西ドイツ、そしてヨーロッパ諸国とアメリカは、共通の価値観の世界を創設することに成功する。そして西側はEUとアメリカを含む巨大な世界になり、東側は価値観を共有できないロシアとそれ以外の少数の国となる。前者が強力であったことから、地球は一つの世界市場へと発展する。西ドイツはドイツになり、東西分裂のないヨーロッパの中心国となった。
一方の日本は、1989年の世界の動きの外にいた。西ドイツがこうした長期的な戦略を展開できた理由のひとつに、首相の在位が長期にわたっていたこともあげられる。少なくともコールから今のメルケルまで、40年の間にたった3人の首相しかいない。日本はその間20人近くの首相がいるのだ。
経済体制の変革をできずにいる日本
すでに1970年代初めに、日本はこうした冷戦崩壊にいたる政治と経済の変化に遭遇していた。冷戦構造下では、東側に接する日本や西ドイツなどを助けるために、アメリカが製品を輸入するというメカニズムが許されていたが、冷戦の崩壊が迫るにつれてこうした保護経済は、批判の対象となり始めていた。
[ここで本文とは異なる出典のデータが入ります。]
//! Column pipeline.
//!
//! Derives the ordered, visible column list from the schema and table state and
//! injects the synthetic leading columns. Synthetic columns are tagged variants,
//! and [`EffectiveColumns`] always yields them in the same order: expansion,
//! then selection, then data columns.

use crate::model::{Column, ColumnKey};
use crate::state::table_state::TableState;
use std::collections::{HashMap, HashSet};

/// Feature flags that add synthetic columns.
#[derive(Debug, Clone, Copy, PartialEq, Eq, Default)]
pub struct ColumnFlags {
    /// Prepend a selection checkbox column.
    pub selectable: bool,
    /// Prepend an expansion toggle column (leftmost).
    pub expandable: bool,
}

/// One column of the effective sequence.
#[derive(Debug, Clone, Copy)]
pub enum EffectiveColumn<'a> {
    /// Row expansion toggle.
    Expansion,
    /// Row selection checkbox.
    Selection,
    /// Schema column.
    Data(&'a Column),
}

impl<'a> EffectiveColumn<'a> {
    /// True for engine-injected columns.
    pub fn is_synthetic(&self) -> bool {
        !matches!(self, Self::Data(_))
    }

    /// The schema column, if this is one.
    pub fn data(&self) -> Option<&'a Column> {
        match *self {
            Self::Data(column) => Some(column),
            _ => None,
        }
    }

    /// Key of the schema column, if this is one.
    pub fn key(&self) -> Option<&'a ColumnKey> {
        self.data().map(Column::key)
    }
}

/// Effective column list for rendering and export.
#[derive(Debug, Clone, Default)]
pub struct EffectiveColumns<'a> {
    expansion: bool,
    selection: bool,
    data: Vec<&'a Column>,
}

impl<'a> EffectiveColumns<'a> {
    /// Iterate all columns, synthetic ones first.
    pub fn iter(&self) -> impl Iterator<Item = EffectiveColumn<'a>> + '_ {
        let expansion = self.expansion.then_some(EffectiveColumn::Expansion);
        let selection = self.selection.then_some(EffectiveColumn::Selection);
        expansion
            .into_iter()
            .chain(selection)
            .chain(self.data.iter().copied().map(EffectiveColumn::Data))
    }

    /// Total number of columns including synthetic ones.
    pub fn len(&self) -> usize {
        self.synthetic_count() + self.data.len()
    }

    /// True if there are no columns at all.
    pub fn is_empty(&self) -> bool {
        self.len() == 0
    }

    /// Number of leading synthetic columns.
    pub fn synthetic_count(&self) -> usize {
        usize::from(self.expansion) + usize::from(self.selection)
    }

    /// Visible schema columns in display order.
    pub fn data_columns(&self) -> &[&'a Column] {
        &self.data
    }

    /// Whether the expansion column is present.
    pub fn has_expansion(&self) -> bool {
        self.expansion
    }

    /// Whether the selection column is present.
    pub fn has_selection(&self) -> bool {
        self.selection
    }

    /// Column at a display position.
    pub fn get(&self, index: usize) -> Option<EffectiveColumn<'a>> {
        self.iter().nth(index)
    }

    /// Position of a data column among the data columns.
    pub fn data_position(&self, key: &ColumnKey) -> Option<usize> {
        self.data.iter().position(|c| c.key() == key)
    }
}

/// Derive the effective columns from the schema and committed table state.
pub fn derive_columns<'a>(
    schema: &'a [Column],
    state: &TableState,
    flags: ColumnFlags,
) -> EffectiveColumns<'a> {
    derive_columns_with_order(schema, state.column_order(), state.visible_columns(), flags)
}

/// Derive the effective columns from an explicit order.
///
/// Used for drag previews, where the displayed order is not yet committed.
pub fn derive_columns_with_order<'a>(
    schema: &'a [Column],
    order: &[ColumnKey],
    visible: &HashSet<ColumnKey>,
    flags: ColumnFlags,
) -> EffectiveColumns<'a> {
    let by_key: HashMap<&ColumnKey, &'a Column> = schema.iter().map(|c| (c.key(), c)).collect();
    let data = order
        .iter()
        .filter(|key| visible.contains(*key))
        .filter_map(|key| by_key.get(key).copied())
        .collect();

    EffectiveColumns {
        expansion: flags.expandable,
        selection: flags.selectable,
        data,
    }
}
成長した経済には、成長した経済体系が必要である。アメリカ一辺倒の日本外交は、アジアに友人を持てない状況をつくりだし、経済成長が鈍り始める。
国内政治は、1960年代の復興の夢、高度成長の夢が忘れられず、それ以上の政策を打つこともできず、アメリカ依存体質を抜け出せていなかった。まさに日米安保条約は、もろ刃の剣であった。1970年の日米安保条約の永続化は、その意味で今の日本をつくりだした原因かもしれない。
西ドイツは、1960年代に少しずつアメリカから離れ、フランスやイギリスに接近した。1963年のフランスとの和解は西ドイツの大きな曲がり角であった。戦後の日本がアメリカ一国支配であり、西ドイツが英米仏の三国支配であったことは、大きな違いではあるが、要は日独の政治家の政治展望の差がもたらした結果であった。
日本にもアメリカ一辺倒ではなく、全方位外交への道もあったのだ。1970年代に田中角栄はその道をたどろうとしたが、阻止され、再び中曽根首相のようなアメリカよりの政治に戻っていった。その後はよりいっそう悪化している。
それにしても、今の日本の置かれた状況を見ると、大きなため息をつかざるをえない。わが国は、いまだに冷戦構造の亡霊につきまとわれ、アメリカ以外に頼れる相手がいないのだ。しかも、今回の菅首相の訪米で明らかになったように、友人だと思っているアメリカにも、相手にされない状況なのだ。